Un défi technique majeur pour les ingénieurs japonais
La mission nécessitera plusieurs années de voyage avant que la sonde n'atteigne son objectif, suivies d'une phase délicate de prélèvement d'échantillons dans un environnement à très faible gravité, particulièrement complexe à maîtriser pour les ingénieurs chargés de concevoir les instruments de collecte embarqués à bord de l'engin spatial.
Une fois les échantillons collectés, la sonde devra ensuite entamer un long voyage de retour vers la Terre, une étape tout aussi critique qui nécessitera une précision de navigation extrême pour garantir la récupération en toute sécurité de sa capsule contenant les précieux échantillons martiens.
Une compétition internationale autour de l'exploration martienne
Ce projet japonais s'inscrit dans un contexte de compétition croissante entre les grandes puissances spatiales autour de l'exploration de Mars et de son environnement proche, plusieurs agences spatiales ayant multiplié ces dernières années les missions robotiques vers la planète rouge, dans la perspective à plus long terme d'une exploration humaine du système martien.
Les résultats attendus de cette mission japonaise pourraient ainsi apporter des éléments précieux non seulement sur l'histoire de Mars elle même, mais également sur les conditions générales de formation des lunes autour des planètes telluriques de notre système solaire, un sujet d'intérêt majeur pour l'ensemble de la communauté astronomique internationale.
Des retombées attendues pour la compréhension du système solaire
Au delà de la question spécifique de l'origine de Phobos et Deimos, les scientifiques espèrent que cette mission permettra également de mieux comprendre les processus généraux de formation et d'évolution des petits corps célestes présents dans le système solaire, un domaine de recherche en plein essor depuis plusieurs décennies.

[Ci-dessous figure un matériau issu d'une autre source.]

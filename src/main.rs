mod config;
mod detector;
mod errors;
mod handlers;
mod models;

use std::sync::Arc;

use actix_cors::Cors;
use actix_web::{middleware::Logger, web, App, HttpServer};
use clap::Parser;

use crate::config::Config;
use crate::detector::{Detector, YoloDetector};
use crate::handlers::TargetLabel;

/// Any origin, method and header, with credentials allowed.
fn cors() -> Cors {
    Cors::default()
        .allow_any_origin()
        .allow_any_method()
        .allow_any_header()
        .supports_credentials()
}

fn setup_logging() {
    let env_filter = tracing_subscriber::EnvFilter::try_from_default_env()
        .unwrap_or_else(|_| "info".into());
    tracing_subscriber::fmt().with_env_filter(env_filter).init();
}

#[actix_web::main]
async fn main() -> anyhow::Result<()> {
    let config = Config::parse();
    setup_logging();
    config.validate()?;

    tracing::info!(config = ?config, "Loaded configuration");

    let detector = match YoloDetector::load(&config.model, &config.yolo_options()) {
        Ok(detector) => detector,
        Err(e) => {
            let path = config.model.display();
            tracing::error!(%path, error = %e, "Failed to load model");
            return Err(e.context(format!("loading {path}")));
        }
    };
    let detector: Arc<dyn Detector> = Arc::new(detector);
    let detector = web::Data::from(detector);
    let target = web::Data::new(TargetLabel(config.target_label.clone()));

    let mut server = HttpServer::new(move || {
        App::new()
            .wrap(Logger::default())
            .wrap(cors())
            .app_data(detector.clone())
            .app_data(target.clone())
            .configure(handlers::configure)
    });
    if let Some(workers) = config.workers {
        server = server.workers(workers);
    }

    tracing::info!("Server running at http://{}", config.bind);
    server.bind(&config.bind)?.run().await?;

    Ok(())
}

Les prochaines années seront donc décisives pour cette mission d'exploration, dont le lancement prévu en octobre marquera le début d'un voyage de plusieurs années qui pourrait, à terme, permettre de résoudre l'une des énigmes persistantes de notre système solaire concernant l'origine véritable des lunes de Mars.
Un rendez vous très attendu par la communauté spatiale mondiale
Le lancement de cette sonde sera suivi avec une attention particulière par l'ensemble de la communauté spatiale internationale, plusieurs agences partenaires ayant contribué à la conception de certains instruments scientifiques embarqués à bord de l'engin japonais, dans le cadre d'une collaboration technique associant plusieurs pays.
Cette coopération internationale illustre la volonté croissante des grandes agences spatiales de mutualiser leurs ressources et leurs compétences pour mener à bien des missions d'exploration toujours plus ambitieuses, à mesure que les objectifs scientifiques fixés deviennent techniquement plus exigeants et coûteux à atteindre de manière isolée.